After donating blood today (my 58th donation), I went over to one of my favourite bookshops, Abbey’s on York Street in Sydney. I hadn’t planned to buy anything in particular; mostly I wanted to check up on the status of an order I put in for Star Wars Art: Ralph McQuarrie (Publisher | Amazon). Good news: a new shipment of these arrived in Australia today, and I should have my copy within a week.
I also saw that Volume IV of Peter Ackroyd’s History of England: Revolution (Publisher | Amazon) was finally out in the smaller paperback size that I have been collecting, so I picked up a copy of that.
And then browsing the science section, my eyes fell on not a book, but one of those notes that bookshops have nowadays handwritten by a staff member, telling you how much they enjoyed a particular book. It was sitting under copies of a book titled The Australian Bird Guide (Publisher | Amazon). The note said that the writer was a keen birdwatcher and had all the other Australian bird field guides, and really wasn’t sure if yet another one would be capable of adding anything. But she was converted by the unprecedented depth and detail of this guide, saying it contained hundreds of facts and distinguishing features not mentioned by any of the others. This really is the one Australian bird guide to Rule Them All.
So on that recommendation, I bought it. And flipping through it now at home, I too am blown away by how detailed and lovingly produced it is, with lashings of amazing quality illustrations – often 4, 5, 6, or even more different images of each species, showing both sexes, juveniles, intermediate growth stages, moulting phases, breeding phases, perched, in flight, and regional plumage variants. Picking a bird at random – the ubiquitous and boring silver gull – it has eleven different illustrations showing different growth stages and regional variations in the black and white plumage of the wing tips.

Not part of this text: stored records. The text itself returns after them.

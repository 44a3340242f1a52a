use std::fs;
use std::io::ErrorKind;
use std::path::{Path, PathBuf};
use std::time::{Duration, Instant};
use parking_lot::{Condvar, Mutex};
use crate::Error;

/// Manual-reset signal that arms the capture engine. Once set it stays set
/// until reset.
pub trait Signal: Send + Sync {
    fn set(&self) -> Result<(), Error>;
    fn reset(&self) -> Result<(), Error>;
    fn is_set(&self) -> bool;
}

#[derive(Default)]
pub struct Event {
    state: Mutex<bool>,
    cond:  Condvar,
}

/// Marker file `<dir>/<name>` that exists while the signal is set.
#[derive(Debug)]
pub struct Named {
    path: PathBuf,
}

impl Event {
    pub fn new() -> Self {
        Self::default()
    }

    /// Block until the signal is set or `timeout` passes, returning whether
    /// it was set.
    pub fn wait(&self, timeout: Duration) -> bool {
        let deadline = Instant::now() + timeout;
        let mut set  = self.state.lock();
        while !*set {
            if self.cond.wait_until(&mut set, deadline).timed_out() {
                break;
            }
        }
        *set
    }
}

impl Signal for Event {
    fn set(&self) -> Result<(), Error> {
        *self.state.lock() = true;
        self.cond.notify_all();
        Ok(())
    }

    fn reset(&self) -> Result<(), Error> {
        *self.state.lock() = false;
        Ok(())
    }

    fn is_set(&self) -> bool {
        *self.state.lock()
    }
}

impl Named {
    pub fn new<P: AsRef<Path>>(dir: P, name: &str) -> Self {
        let name = name.replace(|c| c == '/' || c == '\\', "_");
        Self {
            path: dir.as_ref().join(name),
        }
    }

    pub fn path(&self) -> &Path {
        &self.path
    }
}

impl Signal for Named {
    fn set(&self) -> Result<(), Error> {
        if let Some(dir) = self.path.parent() {
            fs::create_dir_all(dir)?;
        }
        fs::write(&self.path, b"")?;
        Ok(())
    }

    fn reset(&self) -> Result<(), Error> {
        match fs::remove_file(&self.path) {
            Ok(())                                   => Ok(()),
            Err(e) if e.kind() == ErrorKind::NotFound => Ok(()),
            Err(e)                                   => Err(e.into()),
        }
    }

    fn is_set(&self) -> bool {
        self.path.exists()
    }
}
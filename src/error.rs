use std::fmt;
use std::io;
use std::time::Duration;
use crate::capture::DecodeError;

#[derive(Debug)]
pub enum Error {
    ConnectTimeout(Duration),
    DeviceEnumerationTimeout(Duration),
    EngineUnavailable(String),
    ShutdownTimeout(Duration),
    Decode(DecodeError),
    Closed,
    Io(io::Error),
}

impl Error {
    pub fn engine<E: fmt::Display>(err: E) -> Self {
        Error::EngineUnavailable(err.to_string())
    }

    pub fn retryable(&self) -> bool {
        matches!(self, Error::ConnectTimeout(_) | Error::DeviceEnumerationTimeout(_))
    }
}

impl From<io::Error> for Error {
    fn from(err: io::Error) -> Self {
        Error::Io(err)
    }
}

impl From<DecodeError> for Error {
    fn from(err: DecodeError) -> Self {
        Error::Decode(err)
    }
}

impl From<tokio::task::JoinError> for Error {
    fn from(err: tokio::task::JoinError) -> Self {
        Error::EngineUnavailable(err.to_string())
    }
}

impl std::error::Error for Error {
    fn source(&self) -> Option<&(dyn std::error::Error + 'static)> {
        match self {
            Error::Decode(e) => Some(e),
            Error::Io(e)     => Some(e),
            _                => None,
        }
    }
}

impl fmt::Display for Error {
    fn fmt(&self, f: &mut fmt::Formatter) -> Result<(), fmt::Error> {
        match self {
            Error::ConnectTimeout(t)           => write!(f, "no capture stream after {:?}", t),
            Error::DeviceEnumerationTimeout(t) => write!(f, "device enumeration timed out after {:?}", t),
            Error::EngineUnavailable(e)        => write!(f, "capture engine unavailable: {}", e),
            Error::ShutdownTimeout(t)          => write!(f, "reader did not exit within {:?}", t),
            Error::Decode(e)                   => write!(f, "{}", e),
            Error::Closed                      => write!(f, "channel closed"),
            Error::Io(e)                       => write!(f, "{}", e),
        }
    }
}
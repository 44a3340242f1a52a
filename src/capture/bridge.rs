use std::io::Read;
use std::sync::Arc;
use std::sync::atomic::{AtomicBool, Ordering};
use std::thread::{self, JoinHandle};
use std::time::Duration;
use crossbeam_channel::{bounded, Receiver, RecvTimeoutError, TryRecvError};
use log::{debug, info, warn};
use crate::Error;
use crate::engine::Engine;
use super::{decode, disconnected, Config, Frames, Packets, PacketRecord, Signal, Stream};

/// Owns the engine connection for one capture at a time.
pub struct Bridge {
    cfg:    Arc<Config>,
    engine: Arc<dyn Engine>,
    signal: Arc<dyn Signal>,
    active: Option<Active>,
}

struct Active {
    device: usize,
    stream: Stream,
    stop:   Arc<AtomicBool>,
    done:   Receiver<()>,
    thread: JoinHandle<()>,
}

impl Bridge {
    pub fn new(cfg: Arc<Config>, engine: Arc<dyn Engine>, signal: Arc<dyn Signal>) -> Self {
        Self {
            cfg:    cfg,
            engine: engine,
            signal: signal,
            active: None,
        }
    }

    pub fn is_active(&self) -> bool {
        self.active.is_some()
    }

    /// Whether the reader of the active capture is still consuming frames.
    pub fn is_running(&self) -> bool {
        match &self.active {
            Some(active) => !matches!(active.done.try_recv(), Err(TryRecvError::Disconnected)),
            None         => false,
        }
    }

    pub fn device(&self) -> Option<usize> {
        self.active.as_ref().map(|a| a.device)
    }

    pub fn engine(&self) -> &Arc<dyn Engine> {
        &self.engine
    }

    /// Arm the engine, connect to its stream and start forwarding records to
    /// `packets`. Does nothing while a capture is already running; a capture
    /// whose reader has exited is torn down and started again.
    pub fn start(&mut self, device: usize, packets: Packets) -> Result<(), Error> {
        if self.is_running() {
            debug!("capture already active on device {:?}", self.device());
            return Ok(());
        }

        if self.is_active() {
            info!("capture reader exited, restarting");
            if let Err(e) = self.stop() {
                warn!("capture stop failed: {}", e);
            }
        }

        self.signal.set()?;

        match self.attach(device, packets) {
            Ok(active) => {
                self.active = Some(active);
                Ok(())
            }
            Err(e) => {
                if let Err(e) = self.signal.reset() {
                    warn!("signal reset failed: {}", e);
                }
                Err(e)
            }
        }
    }

    fn attach(&self, device: usize, packets: Packets) -> Result<Active, Error> {
        self.engine.start(device)?;

        let stream = match self.cfg.endpoint.connect(self.cfg.connect_timeout) {
            Ok(stream) => stream,
            Err(e)     => return Err(self.abort(None, e)),
        };

        info!("connected to {}", self.cfg.endpoint);

        if let Err(e) = self.engine.select(device) {
            return Err(self.abort(Some(&stream), e));
        }

        let reader = match stream.try_clone() {
            Ok(reader) => reader,
            Err(e)     => return Err(self.abort(Some(&stream), e.into())),
        };

        let stop = Arc::new(AtomicBool::new(false));
        let (tx, done) = bounded::<()>(0);
        let mut task = Task::new(reader, packets, stop.clone(), self.cfg.retry_pause);

        let thread = thread::Builder::new().name("capture".into()).spawn(move || {
            let _done = tx;
            info!("starting capture of device {}", device);
            match task.poll() {
                Ok(()) => debug!("capture of device {} finished", device),
                Err(e) => warn!("capture of device {} stopped: {:?}", device, e),
            }
        });

        let thread = match thread {
            Ok(thread) => thread,
            Err(e)     => return Err(self.abort(Some(&stream), e.into())),
        };

        Ok(Active {
            device: device,
            stream: stream,
            stop:   stop,
            done:   done,
            thread: thread,
        })
    }

    fn abort(&self, stream: Option<&Stream>, e: Error) -> Error {
        if let Some(stream) = stream {
            stream.shutdown().ok();
        }
        if let Err(e) = self.engine.stop() {
            warn!("engine stop failed: {}", e);
        }
        e
    }

    /// Best-effort teardown. Every step runs even when an earlier one fails;
    /// a reader that outlives the join timeout is reported as
    /// `ShutdownTimeout` after the capture has been released.
    pub fn stop(&mut self) -> Result<(), Error> {
        let active = match self.active.take() {
            Some(active) => active,
            None         => return Ok(()),
        };

        if let Err(e) = self.engine.stop() {
            warn!("engine stop failed: {}", e);
        }

        active.stop.store(true, Ordering::Release);

        if let Err(e) = active.stream.shutdown() {
            debug!("stream shutdown failed: {}", e);
        }

        if let Err(e) = self.signal.reset() {
            warn!("signal reset failed: {}", e);
        }

        match active.done.recv_timeout(self.cfg.join_timeout) {
            Err(RecvTimeoutError::Timeout) => {
                Err(Error::ShutdownTimeout(self.cfg.join_timeout))
            }
            _ => {
                if active.thread.join().is_err() {
                    warn!("capture reader panicked");
                }
                Ok(())
            }
        }
    }
}

impl Drop for Bridge {
    fn drop(&mut self) {
        if let Err(e) = self.stop() {
            warn!("capture stop failed: {}", e);
        }
    }
}

/// Reader loop of one capture. Closes the packet channel when it exits.
pub(super) struct Task<R> {
    frames:     Frames<R>,
    packets:    Packets,
    stop:       Arc<AtomicBool>,
    pause:      Duration,
    forwarded:  u64,
    heartbeats: u64,
    rejected:   u64,
}

impl<R: Read> Task<R> {
    pub(super) fn new(stream: R, packets: Packets, stop: Arc<AtomicBool>, pause: Duration) -> Self {
        Self {
            frames:     Frames::new(stream),
            packets:    packets,
            stop:       stop,
            pause:      pause,
            forwarded:  0,
            heartbeats: 0,
            rejected:   0,
        }
    }

    pub(super) fn poll(&mut self) -> Result<(), Error> {
        while !self.stop.load(Ordering::Acquire) {
            let record = match self.frames.read_frame() {
                Ok(Some(frame))            => decode(frame),
                Ok(None)                   => break,
                Err(e) if disconnected(&e) => {
                    debug!("capture stream disconnected: {}", e);
                    break;
                }
                Err(e) => {
                    if self.stop.load(Ordering::Acquire) {
                        break;
                    }
                    warn!("capture read failed: {}", e);
                    thread::sleep(self.pause);
                    continue;
                }
            };

            match record {
                Ok(rec) if rec.is_heartbeat() => self.heartbeats += 1,
                Ok(rec)                       => if !self.forward(rec) { break },
                Err(e)                        => {
                    self.rejected += 1;
                    warn!("dropping frame: {}", e);
                }
            }
        }

        self.packets.close();

        info!("capture reader done: {} forwarded, {} heartbeats, {} rejected",
              self.forwarded, self.heartbeats, self.rejected);

        Ok(())
    }

    fn forward(&mut self, rec: PacketRecord) -> bool {
        self.forwarded += 1;

        if self.forwarded <= 5 || self.forwarded % 1000 == 0 {
            debug!("packet #{}: {}", self.forwarded, rec);
        }

        match self.packets.send(Arc::new(rec)) {
            Ok(()) => true,
            Err(e) => {
                debug!("packet channel: {}", e);
                false
            }
        }
    }
}
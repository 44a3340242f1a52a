use std::sync::Arc;
use parking_lot::Mutex;
use crate::Error;
use crate::capture::queue::{self, Receiver, Sender};
use super::Snapshot;

/// Hands each snapshot to every display consumer, dropping the oldest
/// unread one when a consumer falls behind.
pub struct Publisher {
    tx:     Sender<Arc<Snapshot>>,
    latest: Mutex<Option<Arc<Snapshot>>>,
}

impl Publisher {
    pub fn new(capacity: usize) -> Self {
        Self {
            tx:     queue::channel(capacity, 1),
            latest: Mutex::new(None),
        }
    }

    /// Take a snapshot with `tick` and publish it. Snapshots are taken and
    /// sent one at a time, so consumers and `latest` see them in tick order.
    pub fn publish<F>(&self, tick: F) -> Result<Arc<Snapshot>, Error>
    where
        F: FnOnce() -> Result<Snapshot, Error>,
    {
        let mut latest = self.latest.lock();
        let snapshot   = Arc::new(tick()?);
        *latest = Some(snapshot.clone());
        self.tx.send(snapshot.clone())?;
        Ok(snapshot)
    }

    pub fn subscribe(&self) -> Receiver<Arc<Snapshot>> {
        self.tx.subscribe()
    }

    pub fn latest(&self) -> Option<Arc<Snapshot>> {
        self.latest.lock().clone()
    }

    pub fn close(&self) {
        self.tx.close();
    }
}
use std::fmt;
use std::time::Duration;
use serde::Serialize;
use crate::capture::Timestamp;
use super::{service, Rate, Tally};

/// Statistics published on one tick.
#[derive(Clone, Debug, Default, PartialEq, Serialize)]
pub struct Snapshot {
    pub time:             Timestamp,
    pub packets:          u64,
    pub bytes:            u64,
    pub rate:             Rate,
    pub elapsed:          Duration,
    pub protocols:        Vec<Share>,
    pub talkers:          Vec<Share>,
    pub destinations:     Vec<Share>,
    pub ports:            Vec<PortShare>,
    pub unique_protocols: usize,
    pub unique_ips:       usize,
}

#[derive(Clone, Debug, PartialEq, Serialize)]
pub struct Share {
    pub key:     String,
    pub count:   u64,
    pub percent: f64,
}

#[derive(Clone, Debug, PartialEq, Serialize)]
pub struct PortShare {
    pub port:    u16,
    pub service: Option<&'static str>,
    pub count:   u64,
    pub percent: f64,
}

impl Snapshot {
    pub fn new(tally: Tally, rate: Rate, elapsed: Duration) -> Self {
        let total  = tally.packets;
        let shares = |counts: Vec<(String, u64)>| {
            counts.into_iter().map(|(key, count)| Share {
                key:     key,
                count:   count,
                percent: percent(count, total),
            }).collect::<Vec<_>>()
        };

        let ports = tally.ports.into_iter().map(|(port, count)| PortShare {
            port:    port,
            service: service(port),
            count:   count,
            percent: percent(count, total),
        }).collect();

        Self {
            time:             Timestamp::now(),
            packets:          tally.packets,
            bytes:            tally.bytes,
            rate:             rate,
            elapsed:          elapsed,
            protocols:        shares(tally.protocols),
            talkers:          shares(tally.sources),
            destinations:     shares(tally.destinations),
            ports:            ports,
            unique_protocols: tally.unique_protocols,
            unique_ips:       tally.unique_ips,
        }
    }
}

fn percent(count: u64, total: u64) -> f64 {
    match total {
        0 => 0.0,
        n => count as f64 / n as f64 * 100.0,
    }
}

impl fmt::Display for Snapshot {
    fn fmt(&self, f: &mut fmt::Formatter) -> fmt::Result {
        let secs = self.elapsed.as_secs();
        write!(f, "{:02}:{:02}:{:02} {} packets, {} bytes, {:.1} pps (avg {:.1}, max {:.1})",
               secs / 3600, secs / 60 % 60, secs % 60,
               self.packets, self.bytes,
               self.rate.current, self.rate.average, self.rate.max)?;

        for share in &self.protocols {
            write!(f, ", {}", share)?;
        }

        Ok(())
    }
}

impl fmt::Display for Share {
    fn fmt(&self, f: &mut fmt::Formatter) -> fmt::Result {
        write!(f, "{} {} {:.1}%", self.key, self.count, self.percent)
    }
}

impl fmt::Display for PortShare {
    fn fmt(&self, f: &mut fmt::Formatter) -> fmt::Result {
        match self.service {
            Some(name) => write!(f, "{} ({}) {} {:.1}%", self.port, name, self.count, self.percent),
            None       => write!(f, "{} {} {:.1}%", self.port, self.count, self.percent),
        }
    }
}
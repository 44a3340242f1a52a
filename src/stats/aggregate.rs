use std::sync::Arc;
use std::sync::atomic::{AtomicBool, Ordering};
use std::time::{Duration, Instant};
use log::{debug, info, warn};
use parking_lot::{Mutex, RwLock};
use serde::{Serialize, Deserialize};
use crate::Error;
use crate::capture::PacketRecord;
use crate::engine::Native;
use super::{Config, Counters, Managed, NativeCounters, Rates, Snapshot};

/// Which counters snapshots are computed from.
#[derive(Copy, Clone, Debug, PartialEq, Eq, Serialize, Deserialize)]
pub enum Source {
    Managed,
    Native,
}

pub struct Aggregator {
    cfg:     Arc<Config>,
    managed: Managed,
    native:  RwLock<Option<NativeCounters>>,
    engine:  AtomicBool,
    state:   Mutex<State>,
}

struct State {
    rates:   Rates,
    started: Option<Instant>,
    frozen:  Duration,
}

impl Aggregator {
    pub fn new(cfg: Arc<Config>) -> Self {
        let rates = Rates::new(cfg.history);
        Self {
            cfg:     cfg,
            managed: Managed::new(),
            native:  RwLock::new(None),
            engine:  AtomicBool::new(false),
            state:   Mutex::new(State {
                rates:   rates,
                started: None,
                frozen:  Duration::from_secs(0),
            }),
        }
    }

    pub fn record_packet(&self, rec: &PacketRecord) {
        if !self.engine.load(Ordering::Acquire) {
            self.managed.record(rec);
        }
    }

    pub fn record_batch(&self, batch: &[Arc<PacketRecord>]) {
        for rec in batch {
            self.record_packet(rec);
        }
    }

    /// Compute a snapshot from one consistent read of the counters and
    /// advance the rate history.
    pub fn tick(&self) -> Result<Snapshot, Error> {
        let mut state = self.state.lock();
        let tally     = self.with_counters(|c| c.tally(&self.cfg))?;
        let now       = Instant::now();

        let rate = match state.started.is_some() {
            true  => state.rates.sample(now, tally.packets),
            false => state.rates.rate(),
        };

        Ok(Snapshot::new(tally, rate, state.elapsed(now)))
    }

    /// Reset counters and rate history. Runs exclusively of `tick`.
    pub fn clear(&self) -> Result<(), Error> {
        let mut state = self.state.lock();
        self.with_counters(|c| c.clear())?;
        state.rates.clear();
        state.frozen = Duration::from_secs(0);
        if state.started.is_some() {
            state.started = Some(Instant::now());
        }
        debug!("statistics cleared");
        Ok(())
    }

    /// Start timing a capture session.
    pub fn begin(&self) {
        let mut state = self.state.lock();
        state.started = Some(Instant::now());
        state.frozen  = Duration::from_secs(0);
        state.rates.restart();
    }

    /// Freeze the elapsed time at the end of a capture session.
    pub fn finish(&self) {
        let mut state = self.state.lock();
        state.frozen  = state.elapsed(Instant::now());
        state.started = None;
    }

    pub fn source(&self) -> Source {
        match self.engine.load(Ordering::Acquire) {
            true  => Source::Native,
            false => Source::Managed,
        }
    }

    /// Switch the counter feed and clear statistics.
    pub fn switch(&self, source: Source, native: Option<Arc<dyn Native>>) -> Result<(), Error> {
        let native = match (source, native) {
            (Source::Native, Some(native)) => Some(NativeCounters::new(native)),
            (Source::Native, None)         => return Err(Error::engine("engine keeps no native statistics")),
            (Source::Managed, _)           => None,
        };

        let mut state = self.state.lock();
        let mut feed  = self.native.write();

        if let Some(old) = feed.take() {
            if let Err(e) = old.enable(false) {
                warn!("disabling native statistics failed: {}", e);
            }
        }

        self.engine.store(false, Ordering::Release);

        if let Some(counters) = native {
            counters.enable(true)?;
            counters.clear()?;
            *feed = Some(counters);
            self.engine.store(true, Ordering::Release);
        }

        self.managed.clear()?;
        state.rates.clear();

        info!("statistics source: {:?}", source);

        Ok(())
    }

    fn with_counters<T, F>(&self, f: F) -> Result<T, Error>
    where
        F: FnOnce(&dyn Counters) -> Result<T, Error>,
    {
        match &*self.native.read() {
            Some(native) => f(native),
            None         => f(&self.managed),
        }
    }
}

impl State {
    fn elapsed(&self, now: Instant) -> Duration {
        match self.started {
            Some(started) => now.saturating_duration_since(started),
            None          => self.frozen,
        }
    }
}
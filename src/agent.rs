use std::fs::File;
use std::io::{BufReader, BufWriter};
use std::path::PathBuf;
use std::str::FromStr;
use std::sync::Arc;
use std::sync::atomic::{AtomicBool, Ordering};
use std::time::Duration;
use anyhow::{anyhow, Result};
use clap::{ArgMatches, value_t};
use futures::stream::{Stream, StreamExt};
use log::{debug, info, warn};
use regex::Regex;
use signal_hook::consts::{SIGINT, SIGTERM};
use signal_hook::flag::register;
use tokio::runtime::Runtime;
use tokio::time::sleep;
use crate::args::{millis, opt};
use crate::capture::{self, load, runtime_dir, Event, Filter, Named, PacketRecord};
use crate::engine::{self, Device, Engine};
use crate::session::{self, Controller, Setting, Source};
use crate::stats::{self, Aggregator, Snapshot};

#[derive(Copy, Clone, Debug)]
pub enum Output {
    Log,
    Json,
}

pub fn devices(args: &ArgMatches) -> Result<()> {
    let cfg    = config(args)?;
    let engine = command(args)?;
    let signal = Arc::new(Event::new());

    let rt  = Runtime::new()?;
    let ctl = Controller::new(cfg, engine, signal);

    for device in rt.block_on(ctl.devices(ctl.enumeration_timeout()))? {
        println!("{}", device);
    }

    Ok(())
}

pub fn capture(args: &ArgMatches) -> Result<()> {
    let mut cfg = config(args)?;
    let device  = value_t!(args, "device", String)?;
    let filter  = opt(args.value_of("filter"))?.unwrap_or_default();
    let output  = opt(args.value_of("output"))?.unwrap_or(Output::Log);
    let native  = args.is_present("native");
    let save    = args.value_of("save").map(PathBuf::from);

    if let Some(cadence) = millis(args.value_of("cadence"))? {
        cfg.stats.cadence = cadence;
    }

    if let Some(capacity) = opt(args.value_of("capacity"))? {
        cfg.capture.capacity = capacity;
    }

    let shutdown = Arc::new(AtomicBool::new(false));
    register(SIGTERM, shutdown.clone())?;
    register(SIGINT,  shutdown.clone())?;

    let engine = command(args)?;
    let signal = Arc::new(Named::new(runtime_dir(), &cfg.capture.signal));

    let rt  = Runtime::new()?;
    let ctl = Arc::new(Controller::new(cfg, engine, signal));

    let result = rt.block_on(run(ctl.clone(), &device, filter, output, native, save, shutdown));

    if let Err(e) = rt.block_on(ctl.close()) {
        warn!("failed to close engine: {}", e);
    }

    result
}

pub fn replay(args: &ArgMatches) -> Result<()> {
    let path   = value_t!(args, "file", String)?;
    let filter = opt::<Filter>(args.value_of("filter"))?.unwrap_or_default();
    let output = opt(args.value_of("output"))?.unwrap_or(Output::Log);

    let records = load(BufReader::new(File::open(&path)?))?;
    let agg     = Aggregator::new(Arc::new(stats::Config::default()));

    let mut matched = 0;
    for rec in records.iter().filter(|rec| filter.matches(rec)) {
        agg.record_packet(rec);
        matched += 1;
    }

    info!("{}: {} of {} records matched", path, matched, records.len());

    report(&agg.tick()?, output);

    Ok(())
}

async fn run(
    ctl:      Arc<Controller>,
    device:   &str,
    filter:   Filter,
    output:   Output,
    native:   bool,
    save:     Option<PathBuf>,
    shutdown: Arc<AtomicBool>,
) -> Result<()> {
    let devices = ctl.devices(ctl.enumeration_timeout()).await?;
    let device  = select(&devices, device)?;

    if native {
        ctl.configure(Setting::Source(Source::Native))?;
    }

    let stats   = tokio::spawn(publish(ctl.statistics(), output));
    let packets = tokio::spawn(record(ctl.filtered_batches(filter), save));

    info!("capturing on {}", device);

    ctl.start(device.index).await?;

    while !shutdown.load(Ordering::Acquire) {
        sleep(Duration::from_millis(100)).await;
    }

    info!("shutting down");

    ctl.stop().await?;

    match packets.await? {
        Ok(n)  => info!("{} packets matched", n),
        Err(e) => warn!("packet consumer failed: {:?}", e),
    }

    stats.abort();

    Ok(())
}

fn select<'a>(devices: &'a [Device], arg: &str) -> Result<&'a Device> {
    if let Ok(index) = arg.parse::<usize>() {
        return devices.get(index).ok_or_else(|| anyhow!("no device {}", index));
    }

    let pattern = Regex::new(arg)?;
    engine::find(devices, &pattern).ok_or_else(|| anyhow!("no device matches '{}'", arg))
}

async fn publish<S: Stream<Item = Arc<Snapshot>>>(stats: S, output: Output) {
    let mut stats = Box::pin(stats);
    while let Some(snapshot) = stats.next().await {
        report(&snapshot, output);
    }
}

async fn record<S>(batches: S, save: Option<PathBuf>) -> Result<usize>
where
    S: Stream<Item = Vec<Arc<PacketRecord>>>,
{
    let mut file    = save.map(File::create).transpose()?.map(BufWriter::new);
    let mut batches = Box::pin(batches);
    let mut count   = 0;

    while let Some(batch) = batches.next().await {
        for rec in &batch {
            debug!("{}", rec);
        }

        if let Some(file) = file.as_mut() {
            capture::save(file, &batch[..])?;
        }

        count += batch.len();
    }

    Ok(count)
}

fn report(snapshot: &Snapshot, output: Output) {
    match output {
        Output::Log  => info!("{}", snapshot),
        Output::Json => match serde_json::to_string(snapshot) {
            Ok(json) => println!("{}", json),
            Err(e)   => warn!("snapshot encoding failed: {}", e),
        },
    }
}

fn config(args: &ArgMatches) -> Result<session::Config> {
    let mut cfg = session::Config::default();

    if let Some(endpoint) = args.value_of("endpoint") {
        cfg.capture.endpoint = endpoint.parse().map_err(|e: String| anyhow!(e))?;
    }

    if let Some(signal) = args.value_of("signal") {
        cfg.capture.signal = signal.to_owned();
    }

    if let Some(timeout) = millis(args.value_of("connect-timeout"))? {
        cfg.capture.connect_timeout = timeout;
    }

    if let Some(timeout) = millis(args.value_of("enumeration-timeout"))? {
        cfg.enumeration = timeout;
    }

    Ok(cfg)
}

fn command(args: &ArgMatches) -> Result<Arc<dyn Engine>> {
    let program = value_t!(args, "engine", String)?;
    let extra   = args.values_of("engine-arg").map(|vs| {
        vs.map(String::from).collect::<Vec<_>>()
    }).unwrap_or_default();
    Ok(Arc::new(engine::Command::new(program, extra)))
}

impl FromStr for Output {
    type Err = String;

    fn from_str(s: &str) -> Result<Self, Self::Err> {
        match s {
            "log"  => Ok(Output::Log),
            "json" => Ok(Output::Json),
            _      => Err(format!("unknown output '{}'", s)),
        }
    }
}
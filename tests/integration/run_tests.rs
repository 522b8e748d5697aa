//! Library run tests.
//!
//! Drives both samples through the runner with synthetic invocations.

use mix_samples::cli::args::Invocation;
use mix_samples::engine::runner::run_sample;
use mix_samples::samples::basic::Basic;
use mix_samples::samples::branch::Branch;
use mix_samples::samples::{get_all_samples, Sample};

// Helper to run a sample and capture its output as a string
fn run_captured<S: Sample + ?Sized>(sample: &S, argc: i32) -> (String, u8) {
    let mut out = Vec::new();
    let report = run_sample(sample, &Invocation::synthetic(argc, Some(sample.name())), &mut out);
    (String::from_utf8(out).unwrap(), report.status)
}

#[test]
fn test_basic_single_argument() {
    assert_eq!(run_captured(&Basic, 1), ("hello 3\n".to_string(), 0));
}

#[test]
fn test_basic_zero_total() {
    assert_eq!(run_captured(&Basic, -2), ("hello 0\n".to_string(), 1));
}

#[test]
fn test_basic_status_zero_for_real_counts() {
    for argc in 1..100 {
        let (line, status) = run_captured(&Basic, argc);
        assert_eq!(line, format!("hello {}\n", argc + 2));
        assert_eq!(status, 0);
    }
}

#[test]
fn test_branch_single_argument() {
    assert_eq!(run_captured(&Branch, 1), ("branch-taken 8\n".to_string(), 0));
}

#[test]
fn test_branch_four_arguments() {
    assert_eq!(run_captured(&Branch, 4), ("branch-not-taken 1\n".to_string(), 0));
}

#[test]
fn test_branch_zero_count() {
    assert_eq!(run_captured(&Branch, 0), ("branch-not-taken -3\n".to_string(), 0));
}

#[test]
fn test_branch_zero_out() {
    assert_eq!(run_captured(&Branch, -7), ("branch-not-taken 0\n".to_string(), 1));
}

#[test]
fn test_runs_are_repeatable() {
    for sample in get_all_samples() {
        for argc in [-7, -2, 0, 1, 3, 4] {
            assert_eq!(run_captured(sample.as_ref(), argc), run_captured(sample.as_ref(), argc));
        }
    }
}

#[test]
fn test_status_ignores_printing() {
    for sample in get_all_samples() {
        for argc in [-7, -2, 0, 1] {
            let mut out = Vec::new();
            let silent = run_sample(sample.as_ref(), &Invocation::synthetic(argc, None), &mut out);
            assert!(out.is_empty());
            let (_, status) = run_captured(sample.as_ref(), argc);
            assert_eq!(silent.status, status);
        }
    }
}
//! Sample programs.
//!
//! - basic: argument count plus two, greeting `hello`
//! - branch: parity-dependent adjustment, labelled by a threshold test
//!
//! Every sample is a pure function of the argument count. Printing and exit
//! status are handled by the runner.

pub mod basic;
pub mod branch;

use crate::Outcome;

/// A sample program driven by its argument count.
pub trait Sample {
    /// Binary name of the sample
    fn name(&self) -> &'static str;

    /// Derive the outcome for an argument count
    fn evaluate(&self, argc: i32) -> Outcome;
}

/// Get all samples
pub fn get_all_samples() -> Vec<Box<dyn Sample>> {
    vec![Box::new(basic::Basic), Box::new(branch::Branch)]
}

My previous guide was The Slater Field Guide to Australian Birds (Publisher | Amazon), which I chose over the slightly more popular The Field Guide to the Birds of Australia by Pizzey and Knight (Publisher | Amazon) after browsing through both in a bookshop some years ago. I preferred Slater because it was lighter, I preferred the illustrations, and it had more description of bird behaviour and less of things that I wouldn’t normally see like nests and egg colouration. But this new book definitely wins on all fronts, except the lightness and portability.
I guess this is a recommendation, then! If you’re in the market for a field guide for Australian birds, look no further than the new Australian Bird Guide.